When I/O workloads don't perform

A Peak Under the Hood

Perf Tracing

Another tool captures system traces, but at the Linux kernel level and in the context of CPU-executed operations. That tool is called perf and can be obtained from the Linux Kernel Archives [1]. Some Linux distributions will offer it in their downloadable package repositories, but it might be best to download the latest and greatest from the website (Listing 13).

Listing 13

Get perf from kernel.org

$ wget https://mirrors.edge.kernel.org/pub/linux/kernel/tools/perf/v5.9.0/perf-5.9.0.tar.xz
--2021-03-21 15:40:30--  https://mirrors.edge.kernel.org/pub/linux/kernel/tools/perf/v5.9.0/perf-5.9.0.tar.xz
Resolving mirrors.edge.kernel.org (mirrors.edge.kernel.org)... 2604:1380:1:3600::1, 147.75.197.195
Connecting to mirrors.edge.kernel.org (mirrors.edge.kernel.org)|2604:1380:1:3600::1|:443... connected.
HTTP request sent, awaiting response... 200 OK
Length: 1857268 (1.8M) [application/x-xz]
Saving to: 'perf-5.9.0.tar.xz'
perf-5.9.0.tar.xz                            100%[=============================================================================================>]   1.77M  8.85MB/s    in 0.2s
2021-03-21 15:40:30 (8.85 MB/s) - 'perf-5.9.0.tar.xz' saved [1857268/1857268]

Extract the file into a local working directory

$ tar xJf perf-5.9.0.tar.xz

and change into the perf source code subdirectory:

$ cd perf-5.9.0/tools/perf/

Resolve any and all dependencies and run make and make install utilities.

Now that perf is installed, you can generate I/O to a disk drive with fio,

$ sudo fio --bs=1K --ioengine=libaio --iodepth=32 --size=10g --direct=0 --runtime=60 --filename=/dev/sdf --rw=randread --numjobs=1 --name=test

and in another terminal window, invoke perf to record kernel operations executed at the CPU level for 30 seconds:

$ sudo ./perf record -a -g -- sleep 30
[ perf record: Woken up 8 times to write data ]
[ perf record: Captured and wrote 2.476 MB perf.data (12373 samples) ]
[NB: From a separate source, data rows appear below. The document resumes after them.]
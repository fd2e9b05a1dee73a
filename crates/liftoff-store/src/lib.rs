//! Lock manager, state store, and storage backends for Liftoff.
//!
//! Every persisted record and every lock lives behind the [`StateBackend`]
//! trait. Two bindings live here: [`LocalBackend`] (a JSON file tree guarded
//! by `fs2` file locks) and [`BucketBackend`] (versioned object storage with
//! generation preconditions). The HTTP binding lives in `liftoff-remote`.
//!
//! [`LockManager`] and [`StateStore`] are the typed façades the orchestrators
//! use; [`OutputsCache`] keeps provider outputs per run and in the
//! environment's artifact bucket.

pub mod backend;
pub mod bucket;
pub mod guard;
pub mod locks;
pub mod outputs;
pub mod state;
pub mod tree;

#[cfg(test)]
pub(crate) mod conformance;

pub use backend::{LocalBackend, StateBackend};
pub use bucket::{
    BucketBackend, BucketProvider, DirectoryBucket, DirectoryBuckets, MemoryBucket, MemoryBuckets,
    ObjectStorage, StoredObject, WriteCondition,
};
pub use guard::FileGuard;
pub use locks::{LockGuard, LockManager};
pub use outputs::{OutputsCache, OutputsKey};
pub use state::StateStore;
pub use tree::FileStateTree;

use liftoff_schema::{Lock, RecordKind, SchemaError};
use std::io::Write;
use std::path::Path;
use tempfile::NamedTempFile;
use thiserror::Error;

/// Fsync a directory so that a preceding `rename()` is durable.
pub(crate) fn fsync_dir(dir: &Path) -> Result<(), std::io::Error> {
    let f = std::fs::File::open(dir)?;
    f.sync_all()
}

/// Write `data` to `dest` via a temp file in the same directory and a rename.
pub(crate) fn write_atomic(dest: &Path, data: &[u8]) -> Result<(), StoreError> {
    let dir = dest
        .parent()
        .ok_or_else(|| StoreError::Backend(format!("no parent directory for {}", dest.display())))?;
    std::fs::create_dir_all(dir)?;
    let mut tmp = NamedTempFile::new_in(dir)?;
    tmp.write_all(data)?;
    tmp.as_file().sync_all()?;
    tmp.persist(dest).map_err(|e| StoreError::Io(e.error))?;
    fsync_dir(dir)?;
    Ok(())
}

#[derive(Debug, Error)]
pub enum StoreError {
    #[error("store I/O error: {0}")]
    Io(#[from] std::io::Error),
    #[error("serialization error: {0}")]
    Serialization(#[from] serde_json::Error),
    #[error("yaml error: {0}")]
    Yaml(#[from] serde_yaml::Error),
    #[error(transparent)]
    Schema(#[from] SchemaError),
    #[error("not found: {0}")]
    NotFound(String),
    #[error(
        "lock {} is held by {} ({}) since {}",
        .0.key, .0.holder, .0.operation, .0.acquired_at
    )]
    LockHeld(Box<Lock>),
    #[error("lock token for {key} is not the live lock")]
    LockMismatch { key: String },
    #[error("precondition failed for object '{0}'")]
    PreconditionFailed(String),
    #[error("record {key} is not a {expected} record")]
    KindMismatch { key: String, expected: RecordKind },
    #[error("backend error: {0}")]
    Backend(String),
}

impl StoreError {
    /// The current holder, when this error reports lock contention.
    pub fn lock_holder(&self) -> Option<&Lock> {
        match self {
            StoreError::LockHeld(lock) => Some(lock),
            _ => None,
        }
    }
}

#[cfg(test)]
mod tests {
    use super::*;
    use liftoff_schema::{EnvName, LockKey, LockRequest, OperationType, ProjectName};

    #[test]
    fn lock_held_names_holder_and_operation() {
        let key = LockKey::environment(&ProjectName::new("shop"), &EnvName::new("dev"));
        let lock = LockRequest::new(OperationType::CreateEnvironment)
            .with_holder("alice@box:7")
            .grant(&key, chrono::Utc::now());
        let e = StoreError::LockHeld(Box::new(lock));
        let msg = e.to_string();
        assert!(msg.contains("alice@box:7"));
        assert!(msg.contains("create_environment"));
        assert!(msg.contains("shop/dev"));
        assert_eq!(e.lock_holder().map(|l| l.holder.as_str()), Some("alice@box:7"));
    }

    #[test]
    fn lock_mismatch_display() {
        let e = StoreError::LockMismatch {
            key: "shop/dev/resource:db".to_owned(),
        };
        assert!(e.to_string().contains("shop/dev/resource:db"));
        assert!(e.lock_holder().is_none());
    }

    #[test]
    fn write_atomic_creates_parents_and_replaces() {
        let dir = tempfile::tempdir().unwrap();
        let dest = dir.path().join("a/b/c.json");
        write_atomic(&dest, b"one").unwrap();
        write_atomic(&dest, b"two").unwrap();
        assert_eq!(std::fs::read(&dest).unwrap(), b"two");
    }
}
/// Handle a single HTTP request.
pub fn handle_request(store: &Store, mut req: tiny_http::Request) {
    let mut body = Vec::new();
    if let Err(e) = req.as_reader().read_to_end(&mut body) {
        let reply = Reply::error(400, &ErrorBody::new(ERR_BAD_REQUEST, e.to_string()));
        respond(req, reply);
        return;
    }
    let reply = {
        let incoming = Incoming {
            method: req.method().clone(),
            url: req.url(),
            authorization: header_value(&req, "Authorization"),
            protocol: header_value(&req, PROTOCOL_HEADER),
            body,
        };
        let reply = dispatch(store, &incoming);
        debug!("{} {} -> {}", incoming.method, incoming.url, reply.status);
        reply
    };
    respond(req, reply);
}

/// Serve requests on `addr` until the process exits.
pub fn run_server(store: &Arc<Store>, addr: &str) -> Result<(), ServerError> {
    let server = Server::http(addr).map_err(|e| ServerError::Bind {
        addr: addr.to_owned(),
        reason: e.to_string(),
    })?;
    info!("liftoff-server listening on {addr}");
    for request in server.incoming_requests() {
        handle_request(store, request);
    }
    Ok(())
}

/// A test helper that starts a liftoff-server on a random port in a background thread.
///
/// The server listens on `127.0.0.1:{port}` and keeps its state in `data_dir`.
/// Dropping the `TestServer` stops the server.
pub struct TestServer {
    pub url: String,
    pub port: u16,
    pub data_dir: PathBuf,
    server: Arc<Server>,
    handle: Option<std::thread::JoinHandle<()>>,
}

impl TestServer {
    /// Start a test server without authentication.
    pub fn start(data_dir: PathBuf) -> Result<Self, ServerError> {
        Self::start_with(Store::new(data_dir))
    }

    /// Start a test server with a configured [`Store`].
    pub fn start_with(store: Store) -> Result<Self, ServerError> {
        fs::create_dir_all(store.data_dir())?;
        let addr = "127.0.0.1:0";
        let server = Arc::new(Server::http(addr).map_err(|e| ServerError::Bind {
            addr: addr.to_owned(),
            reason: e.to_string(),
        })?);
        let port = server
            .server_addr()
            .to_ip()
            .map(|a| a.port())
            .ok_or_else(|| ServerError::Bind {
                addr: addr.to_owned(),
                reason: "not an IP listener".to_owned(),
            })?;
        let url = format!("http://127.0.0.1:{port}");
        let data_dir = store.data_dir().to_path_buf();

        let srv = Arc::clone(&server);
        let handle = std::thread::spawn(move || {
            for request in srv.incoming_requests() {
                handle_request(&store, request);
            }
        });

        Ok(Self {
            url,
            port,
            data_dir,
            server,
            handle: Some(handle),
        })
    }
}

impl Drop for TestServer {
    fn drop(&mut self) {
        self.server.unblock();
        if let Some(handle) = self.handle.take() {
            let _ = handle.join();
        }
    }
}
A perf.data file is generated in the local working directory. You can use tools to open this file directly for analysis or to generate other output from that file. For instance, to generate a report summarizing the 30 seconds, enter:

$ sudo ./perf script > out.script
$ sudo ./perf report > out.report

You will need both files just generated:

$ ls out.*
out.report  out.script

If you open the report file (i.e., out.report), you will see a summary of all the kernel operations and the amount of CPU it utilized during that 30-second snapshot, and you will see the subroutines tied to the top-level functions (Listing 14).

Listing 14

Summary of Kernel Operations

# To display the perf.data header info, please use --header/--header-only options.
#
#
# Total Lost Samples: 0
#
# Samples: 12K of event 'cycles'
# Event count (approx.): 1354753461
#
# Children      Self  Command          Shared Object             Symbol
# ........  ........  ...............  ........................  ................................................
#
    57.94%     0.00%  swapper          [kernel.kallsyms]         [k] secondary_startup_64
            |
            ---secondary_startup_64
               |
               |--48.28%--start_secondary
               |          |
               |           --48.25%--cpu_startup_entry
               |                     |
               |                      --47.68%--do_idle
               |                                |
               |                                |--36.89%--call_cpuidle
               |                                |          |
               |                                |           --36.81%--cpuidle_enter
               |                                |                     |
               |                                |                      --35.93%--cpuidle_enter_state
               |                                |                                |
               |                                |                                |--16.95%--intel_idle
               |                                |                                |
               |                                |                                |--10.25%--ret_from_intr
               |                                |                                |          |
               |                                |                                |           --10.21%--do_IRQ
               |                                |                                |                     |
               |                                |                                |                     |--7.62%--irq_exit
               |                                |                                |                     |          |
               |                                |                                |                     |           --7.47%--__softirqentry_text_start
               |                                |                                |                     |                     |
               |                                |                                |                     |                      --7.17%--blk_done_softirq
[ ... ]
     0.51%     0.04%  fio              [kernel.kallsyms]         [k] mpage_alloc.isra.0
     0.50%     0.00%  fio              libc-2.31.so              [.] 0x00007f0576ab611a
            |
            ---0x7f0576ab611a
     0.50%     0.24%  swapper          [kernel.kallsyms]         [k] sched_clock_cpu
     0.49%     0.00%  perf             perf                      [.] 0x00005570000237de
     0.48%     0.18%  swapper          [kernel.kallsyms]         [k] ttwu_do_wakeup
     0.46%     0.19%  swapper          [kernel.kallsyms]         [k] set_next_entity
     0.46%     0.00%  rcu_sched        [kernel.kallsyms]         [k] ret_from_fork
     0.46%     0.00%  rcu_sched        [kernel.kallsyms]         [k] kthread
     0.46%     0.10%  swapper          [kernel.kallsyms]         [k] load_balance
[ ... ]

The perf utility is useful when you might need to see where the CPU spends most of its time and provides insight into what could be holding up the completion of a function or shed light on poorly developed functions in the kernel space.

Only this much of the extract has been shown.